What the task asks.
Each line of the data below from the one holding "use crate::geometry::GeometryKind;" to the one holding "str, id: i64", inclusive, is to be reproduced exactly; no other line belongs in the answer.

━━━ Data supplied

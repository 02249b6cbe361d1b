//! Catalog data model and persistence.
//!
//! The catalog records, for every ingested layer, its geometry type, its
//! CRS, its attributes with their storage types, and the distinct values
//! each attribute takes.
//!
//! Writes go through the [`CatalogWriter`] trait. A full ingestion run holds
//! a [`UnitOfWork`]: a writer that applies nothing until [`UnitOfWork::commit`]
//! and discards everything when dropped uncommitted. [`SqliteCatalog`] is the
//! embedded implementation.
//!
//! # Example
//!
//! ```ignore
//! use geocatalog::catalog::{CatalogWriter, SqliteCatalog, UnitOfWork};
//! use geocatalog::geometry::GeometryKind;
//!
//! let mut catalog = SqliteCatalog::open("catalog.sqlite".as_ref())?;
//! let mut uow = catalog.begin()?;
//! let geom = uow.upsert_geometry_type(GeometryKind::Point)?;
//! uow.upsert_geolayer("arrets", Some(2154), geom)?;
//! uow.commit()?;
//! ```

mod model;
mod snapshot;
mod sqlite;

pub use model::{
    AttributeId, AttributeTypeId, AttributeValueId, GeoLayerId, GeometryTypeId, OgcRelation,
    PriorityLevel, UnknownVocabulary,
};
pub use snapshot::{CatalogCounts, CatalogSnapshot};
pub use sqlite::{SqliteCatalog, SqliteUnitOfWork};

use std::path::PathBuf;

use crate::geometry::GeometryKind;

/// Errors raised by catalog stores. Fatal for an ingestion run.
#[derive(Debug, thiserror::Error)]
pub enum CatalogError {
    /// The store could not be created or opened.
    #[error("Failed to open catalog '{}': {source}", .path.display())]
    Open {
        path: PathBuf,
        #[source]
        source: rusqlite::Error,
    },

    /// The catalog directory could not be created.
    #[error("Failed to create catalog directory '{}': {source}", .path.display())]
    Directory {
        path: PathBuf,
        #[source]
        source: std::io::Error,
    },

    /// A statement failed.
    #[error("Catalog query failed: {0}")]
    Sqlite(#[from] rusqlite::Error),

    /// A referenced row does not exist.
    #[error("{entity} {id} does not exist")]
    NotFound { entity: &'static str, id: i64 },

    /// A write was rejected by the store.
    #[error("Catalog write rejected: {0}")]
    Rejected(String),
}

/// Write access to the catalog.
///
/// Upserts return the id of the inserted or updated row.
pub trait CatalogWriter {
    /// Delete every layer, attribute, attribute type and geometry type, with
    /// their values. Reference vocabularies are kept.
    fn clear(&mut self) -> Result<(), CatalogError>;

    /// Insert the geometry type if missing.
    fn upsert_geometry_type(&mut self, kind: GeometryKind) -> Result<GeometryTypeId, CatalogError>;

    /// Insert the layer, or update its EPSG code and geometry type.
    fn upsert_geolayer(
        &mut self,
        name: &str,
        epsg: Option<u32>,
        geometry: GeometryTypeId,
    ) -> Result<GeoLayerId, CatalogError>;

    /// Insert the storage type if missing.
    fn upsert_attribute_type(&mut self, name: &str) -> Result<AttributeTypeId, CatalogError>;

    /// Insert the attribute of `layer`, or update its type.
    fn upsert_attribute(
        &mut self,
        layer: GeoLayerId,
        name: &str,
        attribute_type: AttributeTypeId,
    ) -> Result<AttributeId, CatalogError>;

    /// Record one distinct value. Returns `false` when the
    /// `(content, layer, attribute)` triple was already present.
    fn insert_attribute_value(
        &mut self,
        layer: GeoLayerId,
        attribute: AttributeId,
        content: &str,
    ) -> Result<bool, CatalogError>;
}

/// A batch of catalog writes applied atomically.
///
/// Dropping a unit of work without calling [`commit`](UnitOfWork::commit)
/// discards its writes.
pub trait UnitOfWork: CatalogWriter {
    /// Make every write of this unit durable.
    fn commit(self) -> Result<(), CatalogError>;
}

━━━━━━

Problem solution.
use crate::geometry::GeometryKind;

/// Errors raised by catalog stores. Fatal for an ingestion run.
#[derive(Debug, thiserror::Error)]
pub enum CatalogError {
    /// The store could not be created or opened.
    #[error("Failed to open catalog '{}': {source}", .path.display())]
    Open {
        path: PathBuf,
        #[source]
        source: rusqlite::Error,
    },

    /// The catalog directory could not be created.
    #[error("Failed to create catalog directory '{}': {source}", .path.display())]
    Directory {
        path: PathBuf,
        #[source]
        source: std::io::Error,
    },

    /// A statement failed.
    #[error("Catalog query failed: {0}")]
    Sqlite(#[from] rusqlite::Error),

    /// A referenced row does not exist.
    #[error("{entity} {id} does not exist")]
    NotFound { entity: &'static str, id: i64 },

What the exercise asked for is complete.